State Privilege

Introduction: State Privilege

  1. Affairs of state: Affairs of states relating to unpublished official records, official communications made by public officers and matters, the disclosure of which will be injurious to public interest are privilege. See S. 190, 191 and 243 of Evidence Act.
  2. Judicial Officers: Section 188 of the Evidence Act 2011, no justice can be compelled to answer any question as to his own conduct in court or as to anything which came to his knowledge in court while sitting in his capacity as a judge. This privilege does not however extend to questions relating to other matters which occurred in their presence while acting as such a judge or magistrate. See the case of R V. Tharnet (Earl)27 How St. Tr. 845.
  3. Information as to the commission of offence: Section 189 of the Evidence Act, this section bares any attempt to compel a magistrate or police officer or any other public officer authorized to investigate or prosecute offences under any written law, to say were he got any information as to the commission of any offence, and no officer employed in or about the business of any branch of the public revenue shall be compelled to say were he got any information as to the commission of any offence against the public revenue.

See also:-Official and Privilege Information; Presumption; Facts Judicially Noticed; Sources of Nigeria Law of Evidence; Scope of the Law of Evidence; Mischief Rule; Golden Rule; Literal Rule; Statutory Interpretation;

Private Privilege – State Privilege

  1. Professional communication with legal practitioners S. 182 of the Evidence Act, by this section a legal practitioner is not permitted to disclose any communication made to him in the cause and for the purpose of his employment. Exceptions to professional communication with legal practitioners Section 192(1) a&b
  • Any communication made in the circumstances stated above but in furtherance of any illegal purpose.
  • Any fact observed by any legal practitioner in the cause of his employment as such showing that any crime or fraud has been committed since the commencement of his employment.

2. Privilege Against Self incrimination S. 183: by this section no witness is bound to answer any question if his answer to such question will in the opinion of the court have a tendency of exposing the witness or the witness in any criminal charge or to any penalty for forfeiture which the judge regard as reasonably likely to be preferred or sued for.

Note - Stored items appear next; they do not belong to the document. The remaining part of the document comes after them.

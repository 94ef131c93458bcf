use resource_cloud::create_app;

fn main() {
    let mut app = create_app();

    #[cfg(target_arch = "wasm32")]
    {
        wasm_bindgen_futures::spawn_local(async move {
            app.run();
        });
    }

    #[cfg(not(target_arch = "wasm32"))]
    {
        app.run();
    }
}
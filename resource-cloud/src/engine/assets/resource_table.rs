use bevy::asset::io::Reader;
use bevy::asset::{AssetLoader, LoadContext};
use bevy::prelude::*;
use thiserror::Error;

use super::resource_record::ResourceRecord;

#[derive(Debug, Error)]
pub enum DatasetError {
    #[error("could not read dataset: {0}")]
    Io(#[from] std::io::Error),
    #[error("could not parse CSV: {0}")]
    Csv(#[from] csv::Error),
    #[error("No valid data found in CSV")]
    NoRows,
}

/// Validated rows from one CSV file. `dropped` counts rows rejected for missing
/// required fields or malformed content.
#[derive(Asset, TypePath, Debug, Clone, Default)]
pub struct ResourceTable {
    pub records: Vec<ResourceRecord>,
    pub dropped: usize,
}

impl ResourceTable {
    /// Validate records that arrived already split into fields, e.g. from the host page.
    pub fn from_records(records: Vec<ResourceRecord>) -> Self {
        let total = records.len();
        let records: Vec<_> = records.into_iter().filter(ResourceRecord::is_complete).collect();
        Self {
            dropped: total - records.len(),
            records,
        }
    }

    /// The records, or `NoRows` when validation left nothing.
    pub fn into_non_empty(self) -> Result<Vec<ResourceRecord>, DatasetError> {
        if self.records.is_empty() {
            Err(DatasetError::NoRows)
        } else {
            Ok(self.records)
        }
    }
}

#[derive(Default)]
pub struct ResourceTableLoader;

impl AssetLoader for ResourceTableLoader {
    type Asset = ResourceTable;
    type Settings = ();
    type Error = DatasetError;

    async fn load(
        &self,
        reader: &mut dyn Reader,
        _settings: &(),
        load_context: &mut LoadContext<'_>,
    ) -> Result<Self::Asset, Self::Error> {
        let mut bytes = Vec::new();
        reader.read_to_end(&mut bytes).await?;
        let table = parse_resource_csv(&bytes)?;
        debug!(
            "Parsed {} with {} valid rows, {} dropped",
            load_context.path().display(),
            table.records.len(),
            table.dropped
        );
        Ok(table)
    }

    fn extensions(&self) -> &[&str] {
        &["csv"]
    }
}

/// Parse CSV bytes with a header row into validated records.
///
/// Rows may have fewer or more fields than the header; missing optional columns
/// become empty strings. Rows without a name, category or description are dropped.
/// Only I/O failures abort the parse.
pub fn parse_resource_csv(bytes: &[u8]) -> Result<ResourceTable, DatasetError> {
    let mut reader = csv::ReaderBuilder::new()
        .flexible(true)
        .trim(csv::Trim::All)
        .from_reader(bytes);

    let mut table = ResourceTable::default();
    for (row, result) in reader.deserialize::<ResourceRecord>().enumerate() {
        // Header is line 1.
        let line = row + 2;
        match result {
            Ok(record) if record.is_complete() => table.records.push(record),
            Ok(_) => {
                debug!("Dropping CSV line {line}: missing name, category or description");
                table.dropped += 1;
            }
            Err(err) if err.is_io_error() => return Err(err.into()),
            Err(err) => {
                debug!("Dropping CSV line {line}: {err}");
                table.dropped += 1;
            }
        }
    }

    Ok(table)
}

#[cfg(test)]
mod tests {
    use super::*;

    const HEADER: &str =
        "Resource_Name,Category,Sub_Category,Location_Scope,Description,Relevance,Link,Access type";

    #[test]
    fn parses_complete_rows_with_all_columns() {
        let csv = format!(
            "{HEADER}\np5.js,Tool,Library,Global,Creative coding,High,https://p5js.org,Free\n"
        );
        let table = parse_resource_csv(csv.as_bytes()).unwrap();
        assert_eq!(table.records.len(), 1);
        assert_eq!(table.dropped, 0);

        let record = &table.records[0];
        assert_eq!(record.name, "p5.js");
        assert_eq!(record.sub_category, "Library");
        assert_eq!(record.location_scope, "Global");
        assert_eq!(record.access_type, "Free");
    }

    #[test]
    fn drops_rows_missing_required_fields() {
        let csv = format!(
            "{HEADER}\n\
             Processing,Tool,,,Sketchbook,High,[link],\n\
             ,Tool,,,No name,High,,\n\
             Nameless Category,,,,Still missing,Low,,\n\
             No Description,Venue,,,,Medium,,\n"
        );
        let table = parse_resource_csv(csv.as_bytes()).unwrap();
        assert_eq!(table.records.len(), 1);
        assert_eq!(table.records[0].name, "Processing");
        assert_eq!(table.dropped, 3);
    }

    #[test]
    fn short_rows_normalise_optional_fields() {
        let csv = "Resource_Name,Category,Description\nopenFrameworks,Tool,C++ toolkit\n";
        let table = parse_resource_csv(csv.as_bytes()).unwrap();
        let record = &table.records[0];
        assert_eq!(record.relevance, "");
        assert_eq!(record.link, "");
        assert_eq!(record.relevance_score(), 1);
    }

    #[test]
    fn fields_and_headers_are_trimmed() {
        let csv = " Resource_Name , Category , Description \n  Kennedy Center ,  Venue , Arts \n";
        let table = parse_resource_csv(csv.as_bytes()).unwrap();
        assert_eq!(table.records[0].name, "Kennedy Center");
        assert_eq!(table.records[0].category, "Venue");
    }

    #[test]
    fn quoted_fields_keep_embedded_commas() {
        let csv = format!("{HEADER}\n\"Arts + Industries\",Venue,,,\"Museum, workshops\",Medium,,\n");
        let table = parse_resource_csv(csv.as_bytes()).unwrap();
        assert_eq!(table.records[0].description, "Museum, workshops");
    }

    #[test]
    fn header_only_file_yields_no_rows() {
        let table = parse_resource_csv(HEADER.as_bytes()).unwrap();
        assert!(table.records.is_empty());
        assert!(matches!(table.into_non_empty(), Err(DatasetError::NoRows)));
    }

    #[test]
    fn prevalidated_records_drop_incomplete_entries() {
        let table = ResourceTable::from_records(vec![
            ResourceRecord::new("p5.js", "Tool", "Library", "High", ""),
            ResourceRecord::new("", "Tool", "Nameless", "High", ""),
        ]);
        assert_eq!(table.records.len(), 1);
        assert_eq!(table.dropped, 1);
    }

    #[test]
    fn blank_lines_are_skipped() {
        let csv = format!("{HEADER}\n\np5.js,Tool,,,Library,High,,\n\n");
        let table = parse_resource_csv(csv.as_bytes()).unwrap();
        assert_eq!(table.records.len(), 1);
        assert_eq!(table.dropped, 0);
    }
}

Exceptions to self incrimination

  • By Section 183(a) a person charged with an offence and being a witness pursuant to S. 180 may be asked and is band to answer any question in cross-examination, notwithstanding that it will tend to incriminate him as to the offence charged and not as to other offences for which he is not standing trial. N/B it could be done during cross-examination.
  • By S. 183(b) no witness is excused from answering any question only because the answer may establish or tend to establish that he owes a debt or otherwise liable to any suit either at the instance of state or any person.
  • By S. 183(c) there is no privilege for a witness who is given an evidence under section 49 of the Criminal procedure Act in an inquiry directed by the Attorney- General.

3. Statement made without prejudice: occasionally before an action is instituted or in the cause of a pending litigation, the parties may attend settlement out of the court negotiation towards settlement may be oral or in writing or partly written in the cause of negotiation admissions which a material to the point in dispute may be made by either or both parties if the efforts at settlement fails, evidence of the admission made, if admitted in court may be very damaging to the party who made the admission.

For this reason, such admission are usually made without “prejudice” to any subsequent or pending action and on the understanding express or implied, that evidence of them should not be given at the trial of such action.

So evidence of admissions made in this circumstance because of their prejudious nature will not be allowed to be given in court. By S. 196 “ a statement in any document made without any prejudice made in the cause of negotiation for a settlement of dispute out of court shall not be given as an evidence in any civil proceedings improve of the matters stated in it. In the case of UBA Ltd V. IAS Co. Ltd, the court of appeal gave a rationale of excluding admission made without prejudice.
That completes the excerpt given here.